• [Goal of the exercise]
An exact reprint of all the records is the expected answer.

<<<<

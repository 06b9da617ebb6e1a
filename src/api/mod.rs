//! API Module
//!
//! HTTP handlers and routing for the proxy.
//!
//! # Endpoints
//! - `GET /` - Redirect to the client download page
//! - `GET /health` - Health check endpoint
//! - `GET /stats` - Proxy counters
//! - `POST /api/1/preferences` - Notification preferences
//! - `GET /api/1/giantbomb/...`, `GET /api/1/youtube/...` - Cached upstream reads

pub mod handlers;
pub mod routes;

pub use handlers::*;
pub use routes::{create_router, PREFERENCES_PATH};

>>>>

• [Solution]
repository 06b9da617ebb6e1a
filename src/api/mod.rs
//! API Module
//!
//! HTTP handlers and routing for the proxy.
//!
//! # Endpoints
//! - `GET /` - Redirect to the client download page
//! - `GET /health` - Health check endpoint
//! - `GET /stats` - Proxy counters
//! - `POST /api/1/preferences` - Notification preferences
//! - `GET /api/1/giantbomb/...`, `GET /api/1/youtube/...` - Cached upstream reads

pub mod handlers;
pub mod routes;

pub use handlers::*;
pub use routes::{create_router, PREFERENCES_PATH};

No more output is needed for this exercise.